Within just two hours of the fair’s opening this year, Italian artist Paola Piri sold multiple editions of her neon signs that read, “Stop the complaint, we just bought it,” for a whopping $32,000 each. If we take this into historical perspective, this sale oddly channels Tracy Emin’s love obsessed neons that were some of the first pieces to sell out at last year’s Armory, at the same jaw-dropping prices. This piece was not the only one that seemed repeated or somehow replicated from last year’s successes, predictably solidifying their own. Safe bets abounded, not surprisingly, and there was an obvious prevalence of smaller pieces in general. Painting was back in a huge way this year, a glaring contrast to installation heavy exhibits of the past. So it seems that everyone is playing with the, here’s that word again, “economy” to yield favourable results, some in more obvious ways than others. Milan based gallery Massimo De Carlo showcased a piece that epitomizes the trend of using the recession as a theme. A headstone by duo Elmgreen and Dragset, sat dramatically on the floor of Pier 94, glaring up at you with the playful if not subtle inscription, “Everyone is Broke.” Ironically, this piece was priced at $37,000. Still think it’s funny?
Another trend this year was galleries devoting their stands to single artist presentations. One of the more quirky examples is made by artist Christine Hill, represented by Ronald Feldman Fine Arts. Hill set up what she calls The Volksboutique Armory Apothecary, wherein she turns herself into an herbal pharmacist, prescribing remedies to visitors for their various ailments; for a small fee of course. Clever of Hill to capitalize on the ailing New York public, primed by their current environment to invest in anything that promises a cure.

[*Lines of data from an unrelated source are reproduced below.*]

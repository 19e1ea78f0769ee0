//! Database migrations.
//!
//! Schema migrations for the database.

#![allow(missing_docs)]

use sea_orm_migration::prelude::*;

mod m20250101_000001_create_user_table;
mod m20250101_000002_create_question_table;
mod m20250101_000003_create_choice_table;
mod m20250101_000004_create_vote_table;

pub struct Migrator;

#[async_trait::async_trait]
impl MigratorTrait for Migrator {
    fn migrations() -> Vec<Box<dyn MigrationTrait>> {
        vec![
            Box::new(m20250101_000001_create_user_table::Migration),
            Box::new(m20250101_000002_create_question_table::Migration),
            Box::new(m20250101_000003_create_choice_table::Migration),
            Box::new(m20250101_000004_create_vote_table::Migration),
        ]
    }
}
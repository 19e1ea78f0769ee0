//! Request extractors.

use std::net::SocketAddr;

use axum::{
    extract::{ConnectInfo, FromRef, FromRequestParts, OriginalUri},
    http::request::Parts,
};
use polls_common::AppError;
use polls_db::entities::user;

/// Authenticated user extractor.
///
/// Anonymous requests are rejected with a login redirect that remembers the
/// path they asked for.
#[derive(Debug, Clone)]
pub struct AuthUser(pub user::Model);

impl<S> FromRequestParts<S> for AuthUser
where
    S: Send + Sync,
{
    type Rejection = AppError;

    async fn from_request_parts(parts: &mut Parts, _state: &S) -> Result<Self, Self::Rejection> {
        // Set by auth middleware
        parts
            .extensions
            .get::<user::Model>()
            .cloned()
            .map(AuthUser)
            .ok_or_else(|| AppError::LoginRequired {
                next: requested_path(parts),
            })
    }
}

/// Optional authenticated user extractor.
#[derive(Debug, Clone)]
pub struct MaybeAuthUser(pub Option<user::Model>);

impl<S> FromRequestParts<S> for MaybeAuthUser
where
    S: Send + Sync,
{
    type Rejection = AppError;

    async fn from_request_parts(parts: &mut Parts, _state: &S) -> Result<Self, Self::Rejection> {
        Ok(Self(parts.extensions.get::<user::Model>().cloned()))
    }
}

/// Authenticated administrator extractor.
#[derive(Debug, Clone)]
pub struct AdminUser(pub user::Model);

impl<S> FromRequestParts<S> for AdminUser
where
    S: Send + Sync,
{
    type Rejection = AppError;

    async fn from_request_parts(parts: &mut Parts, state: &S) -> Result<Self, Self::Rejection> {
        let AuthUser(user) = AuthUser::from_request_parts(parts, state).await?;
        if !user.is_admin {
            return Err(AppError::Forbidden("Admin access required".to_string()));
        }
        Ok(Self(user))
    }
}

/// Whether `X-Forwarded-For` may name the client.
#[derive(Debug, Clone, Copy, Default)]
pub struct ProxyPolicy {
    /// Set only when a reverse proxy rewrites the header.
    pub trust_forwarded_for: bool,
}

/// Client address for audit logs.
///
/// The TCP peer by default. The first `X-Forwarded-For` hop is used only
/// when the [`ProxyPolicy`] trusts it.
#[derive(Debug, Clone)]
pub struct ClientIp(pub String);

impl<S> FromRequestParts<S> for ClientIp
where
    S: Send + Sync,
    ProxyPolicy: FromRef<S>,
{
    type Rejection = AppError;

    async fn from_request_parts(parts: &mut Parts, state: &S) -> Result<Self, Self::Rejection> {
        let forwarded = if ProxyPolicy::from_ref(state).trust_forwarded_for {
            parts
                .headers
                .get("x-forwarded-for")
                .and_then(|v| v.to_str().ok())
                .and_then(|v| v.split(',').next())
                .map(str::trim)
                .filter(|v| !v.is_empty())
                .map(str::to_string)
        } else {
            None
        };

        let ip = forwarded
            .or_else(|| {
                parts
                    .extensions
                    .get::<ConnectInfo<SocketAddr>>()
                    .map(|ConnectInfo(addr)| addr.ip().to_string())
            })
            .unwrap_or_else(|| "unknown".to_string());

        Ok(Self(ip))
    }
}

/// Path (and query) the client originally asked for, before nesting.
fn requested_path(parts: &Parts) -> String {
    let uri = parts
        .extensions
        .get::<OriginalUri>()
        .map_or(&parts.uri, |OriginalUri(uri)| uri);

    uri.path_and_query()
        .map_or_else(|| uri.path().to_string(), ToString::to_string)
}

#[cfg(test)]
#[allow(clippy::unwrap_used)]
mod tests {
    use super::*;
    use axum::http::Request;

    fn parts(req: Request<()>) -> Parts {
        req.into_parts().0
    }

    #[tokio::test]
    async fn test_auth_user_rejects_with_original_path() {
        let mut parts = parts(
            Request::builder()
                .uri("/polls/3")
                .extension(OriginalUri("/api/polls/3".parse().unwrap()))
                .body(())
                .unwrap(),
        );

        let result = AuthUser::from_request_parts(&mut parts, &()).await;

        match result {
            Err(AppError::LoginRequired { next }) => assert_eq!(next, "/api/polls/3"),
            other => panic!("expected LoginRequired, got {other:?}"),
        }
    }

    const TRUSTED: ProxyPolicy = ProxyPolicy {
        trust_forwarded_for: true,
    };

    fn forwarded_request(addr: SocketAddr) -> Parts {
        parts(
            Request::builder()
                .uri("/")
                .header("x-forwarded-for", "203.0.113.7, 10.0.0.1")
                .extension(ConnectInfo(addr))
                .body(())
                .unwrap(),
        )
    }

    #[tokio::test]
    async fn test_client_ip_ignores_forwarded_header_by_default() {
        let addr: SocketAddr = "192.0.2.1:4000".parse().unwrap();
        let mut parts = forwarded_request(addr);

        let ClientIp(ip) = ClientIp::from_request_parts(&mut parts, &ProxyPolicy::default())
            .await
            .unwrap();

        assert_eq!(ip, "192.0.2.1");
    }

    #[tokio::test]
    async fn test_client_ip_uses_forwarded_header_behind_trusted_proxy() {
        let addr: SocketAddr = "192.0.2.1:4000".parse().unwrap();
        let mut parts = forwarded_request(addr);

        let ClientIp(ip) = ClientIp::from_request_parts(&mut parts, &TRUSTED)
            .await
            .unwrap();

        assert_eq!(ip, "203.0.113.7");
    }

    #[tokio::test]
    async fn test_client_ip_falls_back_to_peer() {
        let addr: SocketAddr = "192.0.2.1:4000".parse().unwrap();
        let mut parts = parts(
            Request::builder()
                .uri("/")
                .extension(ConnectInfo(addr))
                .body(())
                .unwrap(),
        );

        let ClientIp(ip) = ClientIp::from_request_parts(&mut parts, &TRUSTED)
            .await
            .unwrap();

        assert_eq!(ip, "192.0.2.1");
    }
}
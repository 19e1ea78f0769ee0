//! Polls server entry point.

use std::net::SocketAddr;
use std::sync::Arc;

use polls_api::AppState;
use polls_common::Config;
use polls_core::TracingAuthEventListener;
use tokio::signal;
use tower_http::{
    cors::{Any, CorsLayer},
    trace::TraceLayer,
};
use tracing::info;
use tracing_subscriber::{layer::SubscriberExt, util::SubscriberInitExt};

/// Waits for a shutdown signal (SIGINT or SIGTERM).
///
/// On Unix systems, this listens for both SIGINT (Ctrl+C) and SIGTERM.
/// On Windows, this only listens for Ctrl+C.
async fn shutdown_signal() {
    let ctrl_c = async {
        if let Err(e) = signal::ctrl_c().await {
            tracing::error!(error = %e, "Failed to install Ctrl+C handler");
            std::future::pending::<()>().await;
        }
    };

    #[cfg(unix)]
    let terminate = async {
        match signal::unix::signal(signal::unix::SignalKind::terminate()) {
            Ok(mut sig) => {
                sig.recv().await;
            }
            Err(e) => {
                tracing::error!(error = %e, "Failed to install SIGTERM handler");
                std::future::pending::<()>().await;
            }
        }
    };

    #[cfg(not(unix))]
    let terminate = std::future::pending::<()>();

    tokio::select! {
        () = ctrl_c => {
            info!("Received SIGINT, initiating graceful shutdown...");
        },
        () = terminate => {
            info!("Received SIGTERM, initiating graceful shutdown...");
        },
    }
}

#[tokio::main]
async fn main() -> Result<(), Box<dyn std::error::Error>> {
    tracing_subscriber::registry()
        .with(tracing_subscriber::fmt::layer())
        .with(
            tracing_subscriber::EnvFilter::try_from_default_env()
                .unwrap_or_else(|_| "polls=debug,tower_http=debug".into()),
        )
        .init();

    info!("Starting polls server...");

    let config = Config::load()?;

    let db = polls_db::init(&config).await?;
    info!("Connected to database");

    info!("Running database migrations...");
    polls_db::migrate(&db).await?;
    info!("Migrations completed");

    let db = Arc::new(db);
    let state = AppState::new(&db, Arc::new(TracingAuthEventListener), &config.auth)
        .trusting_proxy(config.server.trust_proxy);

    if let Some((username, password)) = config.admin_credentials() {
        state
            .account_service
            .ensure_admin(username, password)
            .await?;
        info!(username, "Admin account ready");
    }

    let app = polls_api::app(state)
        .layer(TraceLayer::new_for_http())
        .layer(
            CorsLayer::new()
                .allow_origin(Any)
                .allow_methods(Any)
                .allow_headers(Any),
        );

    let addr: SocketAddr = format!("{}:{}", config.server.host, config.server.port).parse()?;
    info!("Listening on {} ({})", addr, config.server.url);

    let listener = tokio::net::TcpListener::bind(addr).await?;
    axum::serve(
        listener,
        app.into_make_service_with_connect_info::<SocketAddr>(),
    )
    .with_graceful_shutdown(shutdown_signal())
    .await?;

    info!("Server shutdown complete");
    Ok(())
}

So while some people are going for broke, quite literally, and playing around the recession by creating safe pieces that are most likely to sell, other people are using the times as an excuse for artistic freedom. As contemporary art lovers, this is of course what we hope would happen. Some rare pieces in the show were daring, large and completely impractical, which leads the audience to believe that the artist simply made what he or she wanted, without minding the market. One such series of pieces was created by artist El Anatsui. The artist created a series of intricate and textured wall hangings from mixed materials, but most notably bottle caps and various other quotidian objects. These glimmering, gold-hued sculptures were difficult to ignore and even more difficult not to touch, as the artist had tactfully woven undulating texture into the compilation of hard, small objects. American artist Tony Matelli exercises the same artistic liberty by creating the rather repulsive sculpture called Meat Head, which is in fact, just that; a sculpture of a Mr. Potato type head made entirely of meat. Now, Mr. Matelli must have been feeling particularly free, since even if someone wanted to purchase his piece, it would probably be prohibited by the USDA.
I suppose the Armory Show prognosticated the rapacious appetite for art these days and so in addition to the standby show, they have bestowed upon New York, the Armory Arts Week. Armory Arts week features the Volta exhibit in Chelsea, which, in keeping with the rather international theme of the Armory Show, features regions of the art world that are relatively underexposed, such as the Middle East, Eastern Europe and so forth. In addition to Volta, Armory Arts week includes various satellite fairs scattered about the city, such as a film and music art show Scope New York in Lincoln Center and Fountain New York on Pier 66.